▶ Directions
Copy the lines below exactly. Start at the first and finish with the line containing "pub fn write_string(path: &Utf8Path, contents: &str)".

Stored data entries:
┌────────

//! Shared filesystem helpers built on `cap-std` and `camino`.
//!
//! Preference state and movie catalogues are small UTF-8 documents, so the
//! helpers here read and write whole files through capability handles.
#![forbid(unsafe_code)]

use camino::{Utf8Path, Utf8PathBuf};
use cap_std::{ambient_authority, fs_utf8};
use std::io::{self, Read, Write};
use std::path::Component;

/// Open a UTF-8 file path using ambient authority.
pub fn open_utf8_file(path: &Utf8Path) -> io::Result<fs_utf8::File> {
    fs_utf8::File::open_ambient(path, ambient_authority())
}

/// Resolve an ambient directory for the given path and return the directory with the file name.
pub fn open_dir_and_file(path: &Utf8Path) -> io::Result<(fs_utf8::Dir, String)> {
    let parent = path.parent().unwrap_or_else(|| Utf8Path::new("."));
    let file_name = path
        .file_name()
        .ok_or_else(|| io::Error::other("target should include a file name"))?
        .to_string();
    let dir = fs_utf8::Dir::open_ambient_dir(parent, ambient_authority())?;
    Ok((dir, file_name))
}

/// Ensure the parent directory for `path` exists, handling absolute paths safely for cap-std.
pub fn ensure_parent_dir(path: &Utf8Path) -> io::Result<()> {
    let Some(parent) = path.parent() else {
        return Ok(());
    };
    if parent.as_os_str().is_empty() || parent == Utf8Path::new("/") {
        return Ok(());
    }

    let (base_dir, relative) = base_dir_and_relative(parent)?;
    if relative.as_os_str().is_empty() {
        return Ok(());
    }
    base_dir.create_dir_all(&relative)?;
    Ok(())
}

/// Read a whole UTF-8 file.
pub fn read_to_string(path: &Utf8Path) -> io::Result<String> {
    let mut file = open_utf8_file(path)?;
    let mut contents = String::new();
    file.read_to_string(&mut contents)?;
    Ok(contents)
}

/// Read a whole UTF-8 file, returning `None` when it does not exist.
pub fn read_optional_to_string(path: &Utf8Path) -> io::Result<Option<String>> {
    match read_to_string(path) {
        Ok(contents) => Ok(Some(contents)),
        Err(err) if err.kind() == io::ErrorKind::NotFound => Ok(None),
        Err(err) => Err(err),
    }
}

/// Create or truncate `path` and write `contents` to it.
///
/// The parent directory must already exist; see [`ensure_parent_dir`].
pub fn write_string(path: &Utf8Path, contents: &str) -> io::Result<()> {
    let (dir, name) = open_dir_and_file(path)?;
    let mut file = dir.create(name.as_str())?;
    file.write_all(contents.as_bytes())?;
    file.flush()
}

/// Return whether a path exists and is a regular file using capability-based IO.
pub fn file_is_file(path: &Utf8Path) -> io::Result<bool> {
    let (dir, name) = open_dir_and_file(path)?;
    dir.metadata(name.as_str()).map(|meta| meta.is_file())
}

/// Split an absolute or relative parent path into an ambient base directory and a relative suffix.
pub fn base_dir_and_relative(parent: &Utf8Path) -> io::Result<(fs_utf8::Dir, Utf8PathBuf)> {
    let std_parent = parent.as_std_path();

    let (base, relative) = match std_parent.components().next() {
        // Windows absolute path with a drive or UNC prefix.
        Some(Component::Prefix(prefix)) => {
            let prefix_str = prefix
                .as_os_str()
                .to_str()
                .ok_or_else(|| io::Error::other("non-UTF-8 path prefix"))?;

            let base = Utf8PathBuf::from(prefix_str).join(std::path::MAIN_SEPARATOR.to_string());
            let relative = std_parent
                .strip_prefix(base.as_std_path())
                .or_else(|_| std_parent.strip_prefix(prefix.as_os_str()))
                .map_err(|_| io::Error::other("failed to strip prefix from parent path"))?
                .to_path_buf();
            (base, relative)
        }
        // Unix-style absolute path.
        Some(Component::RootDir) => {
            let base = Utf8PathBuf::from(std::path::MAIN_SEPARATOR.to_string());
            let relative = std_parent
                .strip_prefix(base.as_std_path())
                .map_err(|_| io::Error::other("failed to strip root from absolute path"))?
                .to_path_buf();
            (base, relative)
        }
        // Relative path: resolve from the current directory.
        _ => (Utf8PathBuf::from("."), std_parent.to_path_buf()),
    };

    let dir = fs_utf8::Dir::open_ambient_dir(&base, ambient_authority())?;
    let relative = Utf8PathBuf::from_path_buf(relative)
        .map_err(|_| io::Error::other("non-UTF-8 parent path"))?;

    Ok((dir, relative))
}

#[cfg(test)]
mod tests {
    use super::*;
    use rstest::rstest;
    use tempfile::TempDir;

    fn utf8_root(tmp: &TempDir) -> Utf8PathBuf {
        Utf8PathBuf::from_path_buf(tmp.path().to_path_buf()).expect("utf-8 tempdir")
    }

    #[rstest]
    fn writes_into_nested_directories() {
        let tmp = TempDir::new().expect("tempdir");
        let target = utf8_root(&tmp).join("a/b/state.json");
        ensure_parent_dir(&target).expect("create parents");
        write_string(&target, "{}").expect("write");
        assert_eq!(read_to_string(&target).expect("read"), "{}");
        assert!(file_is_file(&target).expect("inspect"));
    }

    #[rstest]
    fn overwrites_existing_contents() {
        let tmp = TempDir::new().expect("tempdir");
        let target = utf8_root(&tmp).join("state.json");
        write_string(&target, "a longer first value").expect("first write");
        write_string(&target, "short").expect("second write");
        assert_eq!(read_to_string(&target).expect("read"), "short");
    }

    #[rstest]
    fn missing_files_read_as_none() {
        let tmp = TempDir::new().expect("tempdir");
        let target = utf8_root(&tmp).join("absent.json");
        assert!(read_optional_to_string(&target).expect("read").is_none());
    }

    #[rstest]
    fn directories_are_not_files() {
        let tmp = TempDir::new().expect("tempdir");
        let nested = utf8_root(&tmp).join("sub/marker");
        ensure_parent_dir(&nested).expect("create parents");
        assert!(!file_is_file(&utf8_root(&tmp).join("sub")).expect("inspect"));
    }
}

└────────

▶ Answer section
//! Shared filesystem helpers built on `cap-std` and `camino`.
//!
//! Preference state and movie catalogues are small UTF-8 documents, so the
//! helpers here read and write whole files through capability handles.
#![forbid(unsafe_code)]

use camino::{Utf8Path, Utf8PathBuf};
use cap_std::{ambient_authority, fs_utf8};
use std::io::{self, Read, Write};
use std::path::Component;

/// Open a UTF-8 file path using ambient authority.
pub fn open_utf8_file(path: &Utf8Path) -> io::Result<fs_utf8::File> {
    fs_utf8::File::open_ambient(path, ambient_authority())
}

/// Resolve an ambient directory for the given path and return the directory with the file name.
pub fn open_dir_and_file(path: &Utf8Path) -> io::Result<(fs_utf8::Dir, String)> {
    let parent = path.parent().unwrap_or_else(|| Utf8Path::new("."));
    let file_name = path
        .file_name()
        .ok_or_else(|| io::Error::other("target should include a file name"))?
        .to_string();
    let dir = fs_utf8::Dir::open_ambient_dir(parent, ambient_authority())?;
    Ok((dir, file_name))
}

/// Ensure the parent directory for `path` exists, handling absolute paths safely for cap-std.
pub fn ensure_parent_dir(path: &Utf8Path) -> io::Result<()> {
    let Some(parent) = path.parent() else {
        return Ok(());
    };
    if parent.as_os_str().is_empty() || parent == Utf8Path::new("/") {
        return Ok(());
    }

    let (base_dir, relative) = base_dir_and_relative(parent)?;
    if relative.as_os_str().is_empty() {
        return Ok(());
    }
    base_dir.create_dir_all(&relative)?;
    Ok(())
}

/// Read a whole UTF-8 file.
pub fn read_to_string(path: &Utf8Path) -> io::Result<String> {
    let mut file = open_utf8_file(path)?;
    let mut contents = String::new();
    file.read_to_string(&mut contents)?;
    Ok(contents)
}

/// Read a whole UTF-8 file, returning `None` when it does not exist.
pub fn read_optional_to_string(path: &Utf8Path) -> io::Result<Option<String>> {
    match read_to_string(path) {
        Ok(contents) => Ok(Some(contents)),
        Err(err) if err.kind() == io::ErrorKind::NotFound => Ok(None),
        Err(err) => Err(err),
    }
}

/// Create or truncate `path` and write `contents` to it.
///
/// The parent directory must already exist; see [`ensure_parent_dir`].
pub fn write_string(path: &Utf8Path, contents: &str) -> io::Result<()> {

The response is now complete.